=== Provided information ===

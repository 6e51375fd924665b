use diary_core::open_entry;

use crate::app::{resolve_entry_id, AppContext};
use crate::cli::ShowArgs;
use crate::output::{entry_json, entry_lines};
use crate::ui;

pub fn handle_show(ctx: &AppContext, args: &ShowArgs) -> anyhow::Result<()> {
    let session = ctx.require_session()?;
    let service = ctx.open_service()?;
    let owner_id = ctx.owner_id()?;
    let id = resolve_entry_id(&service, owner_id, &args.id)?;

    let document = service.get_sealed(owner_id, id)?;
    let entry = open_entry(&document.body, session.cipher())?;

    if args.json {
        println!("{}", serde_json::to_string_pretty(&entry_json(id, &entry)?)?);
    } else {
        let ui_ctx = ctx.ui(false);
        ui::print(&ui_ctx, &entry_lines(&ui_ctx, id, &entry).join("\n"));
    }
    Ok(())
}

===

= Your task =
All lines in the records that contain "AppContext" are to be copied and returned.

= Answer for this exercise =
use crate::app::{resolve_entry_id, AppContext};
pub fn handle_show(ctx: &AppContext, args: &ShowArgs) -> anyhow::Result<()> {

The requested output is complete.